There was a long pause as they both contemplated how their illegal actions had imperiled any sort of traditional way of bringing Dillon to justice.

Ballard finally spoke.

“Let’s hope something’s there,” she said. “I don’t want him walking free again.”

“He won’t,” Bosch said. “I promise you that.”

More silence followed as they considered what Bosch had just said.

It was time to hang up, but Bosch didn’t want to. He realized it might be the last time they would speak. Their relationship had been held together by the case. Now the case was over.

“I need to make the call,” Bosch finally said.

“Okay,” Ballard said.

“I guess maybe I’ll see you around, okay?”

“Sure. Stay in touch.”

Bosch hung up. It was a weird ending. He jangled the change in his hand as he thought about how to handle the call that would send investigators to Dillon’s warehouse. He needed to protect himself but wanted to make sure that the call created an urgent response.

He dropped quarters into the phone’s slot but then his intentions were hijacked. Thoughts of Elizabeth Clayton hit him, and a deep grief washed over him as he imagined her sad ending, alone in a seedy motel room, empty pill bottle on the bed table, haunted by the ghost of her lost daughter. Then he remembered Dillon’s dismissal of his victims as women and girls who didn’t count or matter and suddenly he was filled with anger. He wanted revenge.

When the dial tone pulled him out of his dark reverie he punched in 411 and asked the operator for the number of Bender’s on the Strip.

He was about to drop in more quarters to make the call when caution pushed through the red glare of vengeance. He turned and looked up into the overhang of the police building. He counted at least two cameras.

He hung up the phone and walked away.

Bosch moved through the government plaza toward Van Nuys Boulevard, where he had parked the Jeep. He popped the back hatch and reached in for his bad-weather attire, a Dodgers cap and an army jacket with a high collar that offered protection from wind and rain. He put them on, closed the hatch, and crossed the street to a row of twenty-four- hour bail bonds offices. At the end of the row was a payphone attached to the side wall of the building.

He pulled his hat down and his collar up as he approached. He dropped in quarters and made the call, checking his watch while he waited for it to ring. It was 1:45 a.m. and he knew the clubs on the Sunset Strip would close at two.

The call was answered by a woman whose voice was engulfed by a background of loud electronic music.

“Is there an office?” Bosch yelled. “Give me the office.”

He was put on hold for nearly a minute before a male voice answered.

“Mr. Bender?”

“He’s not here. Who’s this, please?”

Bosch didn’t hesitate.

“This is the Los Angeles police. I need to speak to Mr. Bender right now. It’s an emergency. It’s about his daughter.”
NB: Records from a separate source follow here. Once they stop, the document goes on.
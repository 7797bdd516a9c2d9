//! In-memory 2D rasters.
//!
//! A [`RasterImage`] is a single grayscale plane whose element type is fixed
//! by the source container. Pipeline stages take ownership of the image they
//! work on; nothing here is shared between files.
//!
//! # Components
//!
//! - [`Plane`]: width x height samples of one element type, row-major
//! - [`Sample`]: element types the pipeline can carry (int8, int16, uint16, float32)
//! - [`RasterImage`]: type-erased plane, one variant per element type
//! - [`mrc`]: reader for the MRC containers produced by the stitcher
//! - [`resample`]: stride subsampling and smoothed 2x reduction

pub mod mrc;
pub mod resample;

use serde::Serialize;

// =============================================================================
// PixelType
// =============================================================================

/// Element type of a raster.
#[derive(Debug, Clone, Copy, PartialEq, Eq, Hash, Serialize)]
#[serde(rename_all = "lowercase")]
pub enum PixelType {
    Int8,
    Int16,
    Uint16,
    Float32,
}

impl PixelType {
    /// OME-XML `Pixels/@Type` name.
    pub const fn name(self) -> &'static str {
        match self {
            PixelType::Int8 => "int8",
            PixelType::Int16 => "int16",
            PixelType::Uint16 => "uint16",
            PixelType::Float32 => "float32",
        }
    }

    /// Size of one sample in bytes.
    pub const fn bytes_per_sample(self) -> usize {
        match self {
            PixelType::Int8 => 1,
            PixelType::Int16 | PixelType::Uint16 => 2,
            PixelType::Float32 => 4,
        }
    }

    /// Size of one sample in bits.
    pub const fn bits_per_sample(self) -> u16 {
        (self.bytes_per_sample() * 8) as u16
    }

    /// TIFF SampleFormat value (1 = unsigned, 2 = signed, 3 = IEEE float).
    pub const fn tiff_sample_format(self) -> u16 {
        match self {
            PixelType::Uint16 => 1,
            PixelType::Int8 | PixelType::Int16 => 2,
            PixelType::Float32 => 3,
        }
    }

    /// Inverse of (`tiff_sample_format`, `bits_per_sample`).
    pub fn from_tiff(sample_format: u16, bits: u16) -> Option<Self> {
        match (sample_format, bits) {
            (2, 8) => Some(PixelType::Int8),
            (2, 16) => Some(PixelType::Int16),
            (1, 16) => Some(PixelType::Uint16),
            (3, 32) => Some(PixelType::Float32),
            _ => None,
        }
    }
}

// =============================================================================
// Sample
// =============================================================================

/// An element type a [`Plane`] can hold.
pub trait Sample: Copy + Default + PartialEq + Send + Sync + std::fmt::Debug + 'static {
    /// Matching runtime tag.
    const PIXEL_TYPE: PixelType;

    /// Widen to f32 for filtering.
    fn to_f32(self) -> f32;

    /// Narrow a filtered value back, rounding and saturating to the type range.
    fn from_f32(value: f32) -> Self;

    /// Decode one sample from the leading bytes of `bytes`.
    fn decode(bytes: &[u8], little_endian: bool) -> Self;

    /// Encode one sample little-endian into the leading bytes of `out`.
    fn encode_le(self, out: &mut [u8]);
}

macro_rules! impl_integer_sample {
    ($t:ty, $pixel_type:expr) => {
        impl Sample for $t {
            const PIXEL_TYPE: PixelType = $pixel_type;

            #[inline]
            fn to_f32(self) -> f32 {
                self as f32
            }

            #[inline]
            fn from_f32(value: f32) -> Self {
                if value.is_nan() {
                    return 0;
                }
                value.round().clamp(<$t>::MIN as f32, <$t>::MAX as f32) as $t
            }

            #[inline]
            fn decode(bytes: &[u8], little_endian: bool) -> Self {
                let mut raw = [0u8; std::mem::size_of::<$t>()];
                raw.copy_from_slice(&bytes[..std::mem::size_of::<$t>()]);
                if little_endian {
                    <$t>::from_le_bytes(raw)
                } else {
                    <$t>::from_be_bytes(raw)
                }
            }

            #[inline]
            fn encode_le(self, out: &mut [u8]) {
                out[..std::mem::size_of::<$t>()].copy_from_slice(&self.to_le_bytes());
            }
        }
    };
}

impl_integer_sample!(i8, PixelType::Int8);
impl_integer_sample!(i16, PixelType::Int16);
impl_integer_sample!(u16, PixelType::Uint16);

impl Sample for f32 {
    const PIXEL_TYPE: PixelType = PixelType::Float32;

    #[inline]
    fn to_f32(self) -> f32 {
        self
    }

    #[inline]
    fn from_f32(value: f32) -> Self {
        value
    }

    #[inline]
    fn decode(bytes: &[u8], little_endian: bool) -> Self {
        let mut raw = [0u8; 4];
        raw.copy_from_slice(&bytes[..4]);
        if little_endian {
            f32::from_le_bytes(raw)
        } else {
            f32::from_be_bytes(raw)
        }
    }

    #[inline]
    fn encode_le(self, out: &mut [u8]) {
        out[..4].copy_from_slice(&self.to_le_bytes());
    }
}

// =============================================================================
// Plane
// =============================================================================

/// A row-major 2D grid of samples.
#[derive(Debug, Clone, PartialEq)]
pub struct Plane<T> {
    width: usize,
    height: usize,
    data: Vec<T>,
}

impl<T> Plane<T> {
    /// Wrap a row-major buffer. Returns `None` if the length does not match.
    pub fn from_vec(width: usize, height: usize, data: Vec<T>) -> Option<Self> {
        let expected = width.checked_mul(height)?;
        if data.len() != expected {
            return None;
        }
        Some(Self {
            width,
            height,
            data,
        })
    }

    pub fn width(&self) -> usize {
        self.width
    }

    pub fn height(&self) -> usize {
        self.height
    }

    pub fn data(&self) -> &[T] {
        &self.data
    }

    /// One row of samples.
    ///
    /// # Panics
    /// Panics if `y >= height`.
    #[inline]
    pub fn row(&self, y: usize) -> &[T] {
        let start = y * self.width;
        &self.data[start..start + self.width]
    }
}

impl<T: Copy> Plane<T> {
    /// A plane with every sample set to `value`.
    pub fn new_fill(width: usize, height: usize, value: T) -> Self {
        Self {
            width,
            height,
            data: vec![value; width * height],
        }
    }

    /// Build a plane from a per-pixel function.
    pub fn from_fn(width: usize, height: usize, mut f: impl FnMut(usize, usize) -> T) -> Self {
        let mut data = Vec::with_capacity(width * height);
        for y in 0..height {
            for x in 0..width {
                data.push(f(x, y));
            }
        }
        Self {
            width,
            height,
            data,
        }
    }

    /// Sample at (x, y).
    #[inline]
    pub fn get(&self, x: usize, y: usize) -> Option<T> {
        if x >= self.width || y >= self.height {
            return None;
        }
        Some(self.data[y * self.width + x])
    }
}

// =============================================================================
// RasterImage
// =============================================================================

/// A single-channel 2D image of one of the supported element types.
#[derive(Debug, Clone, PartialEq)]
pub enum RasterImage {
    Int8(Plane<i8>),
    Int16(Plane<i16>),
    Uint16(Plane<u16>),
    Float32(Plane<f32>),
}

/// Run `$body` with `$plane` bound to the typed plane inside a [`RasterImage`].
macro_rules! with_plane {
    ($image:expr, $plane:ident => $body:expr) => {
        match $image {
            $crate::raster::RasterImage::Int8($plane) => $body,
            $crate::raster::RasterImage::Int16($plane) => $body,
            $crate::raster::RasterImage::Uint16($plane) => $body,
            $crate::raster::RasterImage::Float32($plane) => $body,
        }
    };
}

/// Like [`with_plane!`], re-wrapping a plane result in the same variant.
macro_rules! map_plane {
    ($image:expr, $plane:ident => $body:expr) => {
        match $image {
            $crate::raster::RasterImage::Int8($plane) => $crate::raster::RasterImage::Int8($body),
            $crate::raster::RasterImage::Int16($plane) => $crate::raster::RasterImage::Int16($body),
            $crate::raster::RasterImage::Uint16($plane) => {
                $crate::raster::RasterImage::Uint16($body)
            }
            $crate::raster::RasterImage::Float32($plane) => {
                $crate::raster::RasterImage::Float32($body)
            }
        }
    };
}

pub(crate) use {map_plane, with_plane};

impl RasterImage {
    pub fn width(&self) -> usize {
        with_plane!(self, p => p.width())
    }

    pub fn height(&self) -> usize {
        with_plane!(self, p => p.height())
    }

    /// `(width, height)` in pixels.
    pub fn dimensions(&self) -> (usize, usize) {
        (self.width(), self.height())
    }

    /// Total number of pixels.
    pub fn pixel_count(&self) -> u64 {
        self.width() as u64 * self.height() as u64
    }

    pub fn pixel_type(&self) -> PixelType {
        match self {
            RasterImage::Int8(_) => PixelType::Int8,
            RasterImage::Int16(_) => PixelType::Int16,
            RasterImage::Uint16(_) => PixelType::Uint16,
            RasterImage::Float32(_) => PixelType::Float32,
        }
    }

    /// Keep every `stride`-th pixel in both axes, starting at (0, 0).
    pub fn subsample(&self, stride: usize) -> RasterImage {
        map_plane!(self, p => resample::subsample(p, stride))
    }

    /// Smoothed 2x reduction in both axes, same element type.
    pub fn reduce_half(&self) -> RasterImage {
        map_plane!(self, p => resample::reduce_half(p))
    }

    /// Sample at (x, y) widened to f64.
    pub fn value_at(&self, x: usize, y: usize) -> Option<f64> {
        with_plane!(self, p => p.get(x, y).map(|v| v.to_f32() as f64))
    }
}

impl<T: Sample> From<Plane<T>> for RasterImage
where
    Plane<T>: IntoRaster,
{
    fn from(plane: Plane<T>) -> Self {
        plane.into_raster()
    }
}

/// Conversion of a typed plane into the matching [`RasterImage`] variant.
pub trait IntoRaster {
    fn into_raster(self) -> RasterImage;
}

impl IntoRaster for Plane<i8> {
    fn into_raster(self) -> RasterImage {
        RasterImage::Int8(self)
    }
}

impl IntoRaster for Plane<i16> {
    fn into_raster(self) -> RasterImage {
        RasterImage::Int16(self)
    }
}

impl IntoRaster for Plane<u16> {
    fn into_raster(self) -> RasterImage {
        RasterImage::Uint16(self)
    }
}

impl IntoRaster for Plane<f32> {
    fn into_raster(self) -> RasterImage {
        RasterImage::Float32(self)
    }
}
“Is this bullshit? The guy’s been through enough with you people.”

“This is very serious, sir. I have news about his daughter and need to speak with him right now. Where can I reach him?”

“Hold on.”

He was put on hold for another minute. And then another male voice came on the line.

“Who is this?”

“Mr. Bender?”

“I said, who is this?”

“It doesn’t matter who this is. I’m sorry to be so blunt with news that is so bad. But your daughter was murdered three years ago. And the man who killed her is sitting in a—”

“Who the fuck is this?”

“I’m not going to tell you that, sir. What I’m going to do is give you an address where you will find the man who killed your daughter waiting for you. The door will be unlocked.”

“How can I believe you? You call up here out of the blue, won’t give your name. How do I—”

“Mr. Bender, I’m sorry. I can’t give you any more than what I have. And I need to do it now before I change my mind.”

Bosch let that hang in the darkness between them for a bit.

“Do you want the address?” he finally asked.

“Yes,” Bender said. “Give it to me.”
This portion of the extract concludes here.